Drug-coated stents are meshlike metal tubes inserted into arteries after vessel-clogging plaque has been removed. The stents facilitate blood flow and reduce the risk of heart attack. The drug-coated stents, also known as drug-eluting stents, release chemicals into the arteries periodically to reduce the risk of arteries reclogging. Uncoated stents reduce the reclogging risk, too, but the drug-coated devices do a better job.

The Cypher versus Taxus performance will be unveiled via a J&J-sponsored test nicknamed Reality. "Even if the data revealed slightly more favorable, non-significant trends for Cypher, the difference ... is likely not enough to induce a material shift away from Taxus use," said a recent research report from Goldman Sachs. And if Cypher's results appeared slightly better, "Taxus use is likely to be dictated more so by the delivery/flexibility" of the Taxus delivery system.

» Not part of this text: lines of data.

//! Error types for ID generation.
//!
//! [`Error`] is what every public operation returns. Failures that come from
//! the coordination store are kept as a [`StoreError`] and surface through
//! [`Error::Store`] untouched, so a caller that exhausted its retries sees the
//! same error the store produced on the last attempt.
//!
//! ## Error Cases
//! - `InvalidConfig`: bit widths, epoch or shard range rejected at
//!   construction.
//! - `InvalidArgument`: a bad data type, count or timestamp. Raised before any
//!   network call and never retried.
//! - `InvalidReservation`: the store answered outside of its contract.
//! - `Exhausted`: a single-ID request was granted nothing.
//! - `Store`: a coordination failure (see [`StoreError::is_transient`]).

pub type Result<T, E = Error> = core::result::Result<T, E>;

/// Unified error type for ID generation.
#[derive(thiserror::Error, Debug)]
#[non_exhaustive]
pub enum Error {
    /// The configuration is malformed or out of range.
    #[error("invalid configuration: {reason}")]
    InvalidConfig { reason: String },

    /// A per-call argument violated its constraint.
    #[error("invalid argument: {reason}")]
    InvalidArgument { reason: String },

    /// The store returned a reservation that cannot be encoded.
    #[error("invalid reservation: {reason}")]
    InvalidReservation { reason: String },

    /// The store granted no IDs for a request that needed one.
    #[error("coordination store granted no ids")]
    Exhausted,

    /// The coordination store failed.
    #[error(transparent)]
    Store(#[from] StoreError),
}

impl Error {
    pub(crate) fn config(reason: impl Into<String>) -> Self {
        Self::InvalidConfig {
            reason: reason.into(),
        }
    }

    pub(crate) fn argument(reason: impl Into<String>) -> Self {
        Self::InvalidArgument {
            reason: reason.into(),
        }
    }

    pub(crate) fn reservation(reason: impl Into<String>) -> Self {
        Self::InvalidReservation {
            reason: reason.into(),
        }
    }
}

/// Failures reported by a [`ReservationStore`].
///
/// [`ReservationStore`]: crate::ReservationStore
#[derive(thiserror::Error, Debug)]
#[non_exhaustive]
pub enum StoreError {
    /// The store does not know the script handle, typically because it
    /// restarted and lost its script cache.
    #[error("unknown script handle `{handle}`")]
    NoScript { handle: String },

    /// The reservation script refused the request, e.g. the sequence space of
    /// the current millisecond is used up.
    #[error("reservation rejected by store: {reason}")]
    Rejected { reason: String },

    /// The requested instant is older than the sequence retention window, so
    /// its counters may already be gone.
    #[error("stale timestamp: {reason}")]
    Stale { reason: String },

    /// The store replied with something that is not a reservation.
    #[error("malformed store response: {reason}")]
    MalformedResponse { reason: String },

    /// A Redis command or transport failure.
    #[cfg_attr(docsrs, doc(cfg(feature = "redis")))]
    #[cfg(feature = "redis")]
    #[error(transparent)]
    Redis(#[from] redis::RedisError),
}

impl StoreError {
    /// Returns true if retrying the same request may succeed.
    ///
    /// Command-level failures (unknown script handle, contention inside the
    /// script, error replies) are transient. Stale instants, malformed replies
    /// and transport failures are not: timeouts and reconnects belong to the
    /// connection.
    pub fn is_transient(&self) -> bool {
        match self {
            Self::NoScript { .. } | Self::Rejected { .. } => true,
            Self::Stale { .. } | Self::MalformedResponse { .. } => false,
            #[cfg(feature = "redis")]
            Self::Redis(e) => {
                !(e.is_io_error()
                    || e.is_connection_dropped()
                    || e.kind() == redis::ErrorKind::TypeError)
            }
        }
    }
}

#[cfg(test)]
mod tests {
    use super::*;

    #[test]
    fn store_error_passes_through_unchanged() {
        let err = Error::from(StoreError::Rejected {
            reason: "busy".into(),
        });
        assert_eq!(err.to_string(), "reservation rejected by store: busy");
        assert!(matches!(err, Error::Store(StoreError::Rejected { .. })));
    }

    #[test]
    fn transient_classification() {
        assert!(StoreError::NoScript { handle: "abc".into() }.is_transient());
        assert!(StoreError::Rejected { reason: "x".into() }.is_transient());
        assert!(!StoreError::MalformedResponse { reason: "x".into() }.is_transient());
        assert!(!StoreError::Stale { reason: "x".into() }.is_transient());
    }

    #[cfg(feature = "redis")]
    #[test]
    fn redis_error_replies_are_transient() {
        let reply = redis::RedisError::from((redis::ErrorKind::ResponseError, "EXHAUSTED"));
        assert!(StoreError::from(reply).is_transient());

        let io = redis::RedisError::from(std::io::Error::new(
            std::io::ErrorKind::ConnectionReset,
            "reset",
        ));
        assert!(!StoreError::from(io).is_transient());

        let wrong_shape =
            redis::RedisError::from((redis::ErrorKind::TypeError, "response was of incompatible type"));
        assert!(!StoreError::from(wrong_shape).is_transient());
    }
}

"We continue to expect that clinical outcomes for the two stents will be similar," the firm concluded. "We would not expect any significant market share shifts as a result of Reality data."

Goldman Sachs analysts don't own shares in any of the medical device companies mentioned in this article. They have outperform ratings on Medtronic and Boston Scientific but no rating on J&J. The firm has had investment banking relationships with each company, and Goldman Sachs is advising J&J in its acquisition of Guidant.

In January, the

Journal of the American Medical Association

published an article saying that

Cypher "may be superior" to Taxus based on a direct comparison of the two stents.

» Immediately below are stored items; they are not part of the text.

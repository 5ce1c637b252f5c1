//! Bit-stable cache key layout (spec §6).

use twilight_model::id::{
    marker::{GuildMarker, UserMarker},
    Id,
};

/// `worker.status.{worker_id}`
pub fn worker_status(worker_id: &str) -> String {
    format!("worker.status.{worker_id}")
}

/// `queue.tasks`
pub fn task_queue() -> &'static str {
    "queue.tasks"
}

/// `session.{guild_id}.{user_id}`
pub fn session(guild_id: Id<GuildMarker>, user_id: Id<UserMarker>) -> String {
    format!("session.{guild_id}.{user_id}")
}

/// `config.onboarding.{guild_id}`
pub fn onboarding_config(guild_id: Id<GuildMarker>) -> String {
    format!("config.onboarding.{guild_id}")
}

#[cfg(test)]
mod tests {
    use super::*;

    #[test]
    fn key_layout_matches_spec() {
        assert_eq!(worker_status("w1"), "worker.status.w1");
        assert_eq!(task_queue(), "queue.tasks");
        assert_eq!(session(Id::new(1), Id::new(2)), "session.1.2");
        assert_eq!(onboarding_config(Id::new(7)), "config.onboarding.7");
    }
}
//! Packet encryption and decryption.

use super::Packet;

use rand::{
    rngs::{OsRng, StdRng},
    Rng, RngCore, SeedableRng,
};

use std::fmt::{self, Debug, Formatter};

use xsalsa20poly1305::{
    aead::{self, AeadInPlace, KeyInit},
    XSalsa20Poly1305, NONCE_SIZE,
};

/// Crypto mode for [`Encryptor`].
pub enum EncryptionMode {
    /// The nonce bytes are the RTP header + 12 `\0` bytes.
    Normal,
    /// The nonce bytes are 24 bytes randomly generated and placed at the end of
    /// the packet.
    Suffix,
    /// The nonce bytes are 4 bytes incremented by 1 for each packet, and placed
    /// at the end of the packet. The rest of the nonce is 20 '\0' bytes.
    Lite,
}

/// Encrypts outgoing packets using [`xsalsa20poly1305`].
pub struct Encryptor {
    aead: XSalsa20Poly1305,
    state: EncryptorState,
}

enum EncryptorState {
    Normal,
    Suffix(StdRng),
    Lite(u32),
}

impl Encryptor {
    /// Creates a new encryptor from a secret key and an encryption mode.
    ///
    /// # Panics
    /// Panics if `mode` is [`EncryptionMode::Other`].
    pub fn new(mode: EncryptionMode, secret_key: [u8; 32]) -> Encryptor {
        Encryptor {
            aead: XSalsa20Poly1305::new_from_slice(&secret_key)
                .expect("32-bytes enforced by compiler"),
            state: match mode {
                EncryptionMode::Normal => EncryptorState::Normal,
                EncryptionMode::Suffix => EncryptorState::Suffix(StdRng::from_entropy()),
                EncryptionMode::Lite => EncryptorState::Lite(OsRng.gen()),
            },
        }
    }

    /// Encrypts packet in-place, updating any necessary values.
    pub fn encrypt<T>(&mut self, pkt: &mut Packet<T>) -> Result<(), aead::Error>
    where
        T: AsRef<[u8]> + AsMut<[u8]>,
    {
        match &mut self.state {
            EncryptorState::Normal => {
                // use the packet header as a nonce
                let mut nonce = [0u8; NONCE_SIZE];
                (&mut nonce[0..Packet::<T>::HEADER_LEN]).copy_from_slice(pkt.header());

                // encrypt
                let payload_len = pkt.payload_len();
                let tag = self.aead.encrypt_in_place_detached(
                    &nonce.into(),
                    b"",
                    &mut pkt.payload_mut()[..payload_len],
                )?;

                pkt.tag_mut().copy_from_slice(&tag[..]);

                // no need to finalize anything here; we're done.
                Ok(())
            }
            EncryptorState::Suffix(rng) => {
                // generate a new nonce
                let mut nonce = [0u8; NONCE_SIZE];
                rng.fill_bytes(&mut nonce);

                // encrypt
                let payload_len = pkt.payload_len();
                let tag = self.aead.encrypt_in_place_detached(
                    &nonce.into(),
                    b"",
                    &mut pkt.payload_mut()[..payload_len],
                )?;

                pkt.tag_mut().copy_from_slice(&tag[..]);

                // append nonce to the end
                (&mut pkt.payload_mut()[payload_len..payload_len + NONCE_SIZE])
                    .copy_from_slice(&nonce);
                pkt.set_payload_len(payload_len + NONCE_SIZE);

                Ok(())
            }
            EncryptorState::Lite(next_nonce) => {
                // get nonce and increment
                let mut nonce = [0u8; NONCE_SIZE];
                (&mut nonce[0..4]).copy_from_slice(&next_nonce.to_be_bytes());
                *next_nonce = next_nonce.overflowing_add(1).0;

                // encrypt
                let payload_len = pkt.payload_len();
                let tag = self.aead.encrypt_in_place_detached(
                    &nonce.into(),
                    b"",
                    &mut pkt.payload_mut()[..payload_len],
                )?;

                pkt.tag_mut().copy_from_slice(&tag[..]);

                // append nonce to the end
                (&mut pkt.payload_mut()[payload_len..payload_len + 4])
                    .copy_from_slice(&nonce[0..4]);
                pkt.set_payload_len(payload_len + 4);

                Ok(())
            }
        }
    }
}

impl Debug for Encryptor {
    fn fmt(&self, f: &mut Formatter) -> fmt::Result {
        f.write_str("Encryptor(_)")
    }
}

But the study contained many qualifications -- including a small sample size -- and the authors said a better comparison would be the Reality test, which tracks nearly 1,400 people. The study was conducted by German hospital researchers and financed by a German university-based hospital. They originally presented their findings at a cardiology conference in Munich in September.

More Stent Studies

Also in Orlando, Boston Scientific will present results of continuing research on Taxus to determine how well a slow-release version of the drug-coated stent deals with hard-to-treat cases.

If these Taxus results aren't convincing, Boston Scientific "always has the option of developing the moderate release version of Taxus, which showed impressive results" in another company-funded study, Goldman Sachs said.

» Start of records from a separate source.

//! The session's owning task (spec §4.5): one spawned task per active
//! session, driving entry, the step machine, the two timeout tickers, and
//! termination. Modeled on the teacher's `music::queue_run`/`QueueState`.

use std::sync::Arc;

use tokio::sync::mpsc::UnboundedReceiver;
use tokio::time::{interval, Instant};
use tracing::{info, instrument, warn};
use twilight_model::id::{marker::ChannelMarker, Id};

use crate::constants::{EVENT_QUIESCENCE_DELAY, INACTIVITY_TICK, SESSION_INACTIVITY_TIMEOUT, SESSION_TOTAL_TIMEOUT, STEP_COUNT, VOICE_DISCONNECT_TIMEOUT};
use crate::platform::{ChannelGrant, Platform};
use crate::queue::{CompleteOutcome, CompletePayload, StartPayload, Task};
use crate::step::{self, step3::Step3Phase, Phase, StepContext};
use crate::token::Action;
use crate::voice::VoiceConnection;

use super::{RouterCommand, SessionDeps, SessionHandle, SessionKey, SessionProjection, SessionStore};

pub struct SessionContext<P: Platform> {
    pub store: SessionStore,
    pub platform: Arc<P>,
    pub deps: SessionDeps,
    pub key: SessionKey,
    pub category_id: Id<ChannelMarker>,
    pub payload: StartPayload,
    pub command_rx: UnboundedReceiver<RouterCommand>,
    pub handle: Arc<SessionHandle>,
}

/// Why the session's main loop ended, driving both the cleanup sequence and
/// the acknowledgement task's outcome field (spec §4.5, §4.8).
#[derive(Debug)]
enum TerminationReason {
    Completed,
    Inactivity,
    Total,
    Cancelled,
    Fatal(String),
}

/// Everything the termination sequence needs, regardless of how far entry
/// got before failing.
struct RunOutcome {
    channel_id: Option<Id<ChannelMarker>>,
    conn: Option<VoiceConnection>,
    reason: TerminationReason,
}

#[instrument(skip(ctx), fields(guild_id = %ctx.key.0, user_id = %ctx.key.1))]
pub async fn run<P: Platform + 'static>(mut ctx: SessionContext<P>) {
    let (guild_id, user_id) = ctx.key;

    let RunOutcome { channel_id, conn, reason } = run_inner(&mut ctx).await;

    // Termination, in order (spec §4.5 (a)-(f)). Every step is best-effort;
    // none blocks the rest of cleanup.
    if let Some(conn) = &conn {
        crate::audio::stop(conn);
    }

    // (b) Dropping the connection tears down its background task (its
    // command/gateway channels close, which the task treats as a hangup).
    // Capped defensively in case that ever grows an async leave step.
    let _ = tokio::time::timeout(VOICE_DISCONNECT_TIMEOUT, async { drop(conn) }).await;

    if let Some(channel_id) = channel_id {
        if let Err(err) = ctx.platform.delete_channel(channel_id).await {
            warn!(%err, "failed to delete onboarding channel during cleanup");
        }
    }

    ctx.store.unmirror(guild_id, user_id).await;
    ctx.store.remove(ctx.key).await;

    if let Err(err) = ctx.deps.registry.mark_available(&ctx.deps.worker_id).await {
        warn!(%err, "failed to mark worker available after session end");
    }

    let completion_outcome = match &reason {
        TerminationReason::Completed => CompleteOutcome::Finished,
        TerminationReason::Inactivity | TerminationReason::Total => CompleteOutcome::Timeout,
        TerminationReason::Cancelled => CompleteOutcome::Cancelled,
        TerminationReason::Fatal(_) => CompleteOutcome::Cancelled,
    };

    let task = Task::complete(
        guild_id,
        CompletePayload {
            user_id,
            outcome: completion_outcome,
        },
        chrono::Utc::now().timestamp(),
    );
    if let Err(err) = ctx.deps.queue.enqueue(&task).await {
        warn!(%err, "failed to enqueue onboarding_complete acknowledgement");
    }

    info!(?reason, "session ended");
}

/// Live, in-progress session state, held only inside [`run_inner`]'s loop.
struct RunState {
    channel_id: Id<ChannelMarker>,
    conn: VoiceConnection,
    phase: Phase,
    guide: Option<String>,
    started_at: i64,
}

async fn run_inner<P: Platform + 'static>(ctx: &mut SessionContext<P>) -> RunOutcome {
    let (guild_id, user_id) = ctx.key;
    let started_at = chrono::Utc::now().timestamp();

    // Entry sequence (spec §4.5).
    grant_in_progress(ctx).await;

    let username = user_id.to_string();
    let channel_id = match ctx
        .platform
        .create_onboarding_channel(guild_id, ctx.category_id, &username, ChannelGrant { user_id })
        .await
    {
        Ok(channel_id) => channel_id,
        Err(err) => {
            return RunOutcome {
                channel_id: None,
                conn: None,
                reason: TerminationReason::Fatal(err.to_string()),
            }
        }
    };

    let conn = match ctx.platform.join_voice(guild_id, channel_id).await {
        Ok(conn) => conn,
        Err(err) => {
            return RunOutcome {
                channel_id: Some(channel_id),
                conn: None,
                reason: TerminationReason::Fatal(err.to_string()),
            }
        }
    };

    let mut state = RunState {
        channel_id,
        conn,
        phase: Phase::GuideMenu,
        guide: None,
        started_at,
    };

    mirror(ctx, &state).await;

    if let Err(err) = crate::guide::send_menu(ctx.platform.as_ref(), channel_id, user_id, &ctx.deps.audio_root).await {
        warn!(%err, "failed to send guide menu");
    }

    let total_deadline = Instant::now() + SESSION_TOTAL_TIMEOUT;
    let mut inactivity_ticker = interval(INACTIVITY_TICK);
    let mut event_quiescence: Option<Instant> = None;

    let reason = loop {
        tokio::select! {
            biased;

            _ = tokio::time::sleep_until(total_deadline) => {
                break TerminationReason::Total;
            }
            _ = inactivity_ticker.tick() => {
                let idle = chrono::Utc::now().timestamp() - ctx.handle.last_activity();
                if idle >= SESSION_INACTIVITY_TIMEOUT.as_secs() as i64 {
                    break TerminationReason::Inactivity;
                }
            }
            _ = sleep_until_opt(event_quiescence) => {
                event_quiescence = None;
                if let Phase::Step3(Step3Phase::Event) = state.phase {
                    advance_step3(ctx, &mut state, Step3Phase::Done).await;
                }
            }
            command = ctx.command_rx.recv() => {
                match command {
                    Some(RouterCommand::Cancel) => break TerminationReason::Cancelled,
                    Some(RouterCommand::Action { action, params }) => {
                        handle_action(ctx, &mut state, action, &params, &mut event_quiescence).await;
                        mirror(ctx, &state).await;
                    }
                    None => break TerminationReason::Cancelled,
                }
            }
        }

        if matches!(state.phase, Phase::Terminated) {
            break TerminationReason::Completed;
        }
    };

    RunOutcome {
        channel_id: Some(state.channel_id),
        conn: Some(state.conn),
        reason,
    }
}

async fn grant_in_progress<P: Platform>(ctx: &SessionContext<P>) {
    if let Some(role_id) = ctx.payload.in_progress_role {
        if let Err(err) = ctx.platform.add_role(ctx.key.0, ctx.key.1, role_id).await {
            warn!(%err, "failed to grant in-progress role");
        }
    }
}

fn step_context<'a, P: Platform>(ctx: &'a SessionContext<P>, state: &'a RunState) -> StepContext<'a, P> {
    StepContext {
        platform: ctx.platform.as_ref(),
        channel_id: state.channel_id,
        user_id: ctx.key.1,
        guild_id: ctx.key.0,
        roles: &ctx.payload,
        guide: state.guide.as_deref().unwrap_or("default"),
        audio_root: &ctx.deps.audio_root,
    }
}

async fn handle_action<P: Platform + 'static>(
    ctx: &mut SessionContext<P>,
    state: &mut RunState,
    action: Action,
    params: &[String],
    event_quiescence: &mut Option<Instant>,
) {
    ctx.handle.touch(chrono::Utc::now().timestamp());
    let user_id = ctx.key.1;

    match (state.phase, action) {
        (Phase::GuideMenu, Action::Preview) => {
            // Previewing a guide doesn't advance the phase; it only plays
            // that guide's sample voice line.
            if let Some(guide) = params.first() {
                if let Err(err) = crate::guide::play_preview(&state.conn, &ctx.deps.audio_root, guide).await {
                    warn!(%err, guide, "guide preview failed to play");
                }
            }
        }
        (Phase::GuideMenu, Action::SelectGuide) => {
            state.guide = params.first().cloned();
            state.phase = Phase::GuideConfirm;
            if let Some(guide) = state.guide.clone() {
                if let Err(err) = crate::guide::send_confirm(ctx.platform.as_ref(), state.channel_id, user_id, &guide).await {
                    warn!(%err, "failed to send guide confirmation");
                }
            }
        }
        (Phase::GuideConfirm, Action::BackToGuideSelection) => {
            state.phase = Phase::GuideMenu;
            if let Err(err) = crate::guide::send_menu(ctx.platform.as_ref(), state.channel_id, user_id, &ctx.deps.audio_root).await {
                warn!(%err, "failed to re-send guide menu");
            }
        }
        (Phase::GuideConfirm, Action::ConfirmGuide) => {
            enter_step(ctx, state, 1).await;
        }
        (Phase::Step(n), Action::StepNext(m)) if m == n => {
            advance_past_step(ctx, state, n).await;
        }
        (Phase::Step(n), Action::StepReplay(m)) if m == n => {
            let sctx = step_context(ctx, state);
            if let Err(err) = step::replay_step(&sctx, &state.conn, n).await {
                warn!(%err, "step replay failed");
            }
        }
        (Phase::Step3(sub), Action::Age)
        | (Phase::Step3(sub), Action::Voice)
        | (Phase::Step3(sub), Action::Eroipu)
        | (Phase::Step3(sub), Action::Neochi)
        | (Phase::Step3(sub), Action::NeochiHandling)
        | (Phase::Step3(sub), Action::Dm)
        | (Phase::Step3(sub), Action::Friend) => {
            grant_answer_role(ctx, state, sub, params).await;
            let next = sub.next();
            advance_step3(ctx, state, next).await;
        }
        (Phase::Step3(Step3Phase::Event), Action::Event) => {
            grant_answer_role(ctx, state, Step3Phase::Event, params).await;
            *event_quiescence = Some(Instant::now() + EVENT_QUIESCENCE_DELAY);
        }
        (Phase::Step3(Step3Phase::Done), Action::Step3Next) => {
            {
                let sctx = step_context(ctx, state);
                sctx.grant(step::role_keys::MILESTONE_3).await;
            }
            enter_step(ctx, state, 4).await;
        }
        (Phase::Step(7), Action::Step7Complete) => {
            let sctx = step_context(ctx, state);
            if let Err(err) = step::complete(&sctx, &state.conn).await {
                warn!(%err, "step 7 completion failed");
            }
            state.phase = Phase::Terminated;
        }
        _ => {
            // Stale or mismatched button for the current phase (spec §4.6:
            // a button from an earlier render no longer matching the
            // session's current step). Ignored.
        }
    }
}

async fn advance_past_step<P: Platform + 'static>(ctx: &mut SessionContext<P>, state: &mut RunState, n: u8) {
    if n == 2 {
        let skip = {
            let sctx = step_context(ctx, state);
            step::should_skip_step3(&sctx).await
        };
        if skip {
            enter_step(ctx, state, 4).await;
            return;
        }

        state.phase = Phase::Step3(Step3Phase::Age);
        ctx.handle.set_current_step(3);
        let sctx = step_context(ctx, state);
        if let Err(err) = crate::step::step3::enter(&sctx, &state.conn, Step3Phase::Age).await {
            warn!(%err, "failed to enter step 3 sub-tree");
        }
        return;
    }

    if n >= STEP_COUNT {
        state.phase = Phase::Completing;
        return;
    }

    enter_step(ctx, state, n + 1).await;
}

async fn enter_step<P: Platform + 'static>(ctx: &mut SessionContext<P>, state: &mut RunState, n: u8) {
    state.phase = Phase::Step(n);
    ctx.handle.set_current_step(n);
    let sctx = step_context(ctx, state);
    if let Err(err) = step::enter_step(&sctx, &state.conn, n).await {
        warn!(%err, step = n, "failed to enter step");
    }
}

async fn advance_step3<P: Platform + 'static>(ctx: &mut SessionContext<P>, state: &mut RunState, next: Step3Phase) {
    state.phase = Phase::Step3(next);
    let sctx = step_context(ctx, state);
    if let Err(err) = crate::step::step3::enter(&sctx, &state.conn, next).await {
        warn!(%err, "failed to enter step 3 sub-step");
    }
}

/// Grants the role configured for the answer `params[0]` picked at `sub`
/// (spec §4.6: each sub-step's option maps to a configured role by key
/// `"{sub}_{param}"`, resolved via [`crate::step::step3::role_key`]).
async fn grant_answer_role<P: Platform>(ctx: &SessionContext<P>, state: &RunState, sub: Step3Phase, params: &[String]) {
    let Some(param) = params.first() else {
        warn!(?sub, "answer action missing its param; skipping role grant");
        return;
    };
    let key = crate::step::step3::role_key(sub, param);
    let sctx = step_context(ctx, state);
    sctx.grant(&key).await;
}

async fn mirror<P: Platform>(ctx: &SessionContext<P>, state: &RunState) {
    let projection = SessionProjection {
        guild_id: ctx.key.0,
        user_id: ctx.key.1,
        voice_channel_id: state.channel_id,
        guide: state.guide.clone(),
        phase: state.phase,
        started_at: state.started_at,
    };
    ctx.store.mirror(&projection).await;
}

fn sleep_until_opt(deadline: Option<Instant>) -> impl std::future::Future<Output = ()> {
    async move {
        match deadline {
            Some(deadline) => tokio::time::sleep_until(deadline).await,
            None => std::future::pending().await,
        }
    }
}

As for Medtronic, analysts appear to have modest expectations for the Endeavor study. Goldman Sachs analysts predict that Endeavor data "will suggest that the stent is viable in niche applications," adding that they doubt the stent could reach the U.S. market until late 2007.

"We would not anticipate any significant risk in Medtronic's stock" after the test results are presented, the Goldman Sachs report said. "On the other hand, there is a chance albeit small, that the ... results could be better than expected, suggesting solid upside to the shares."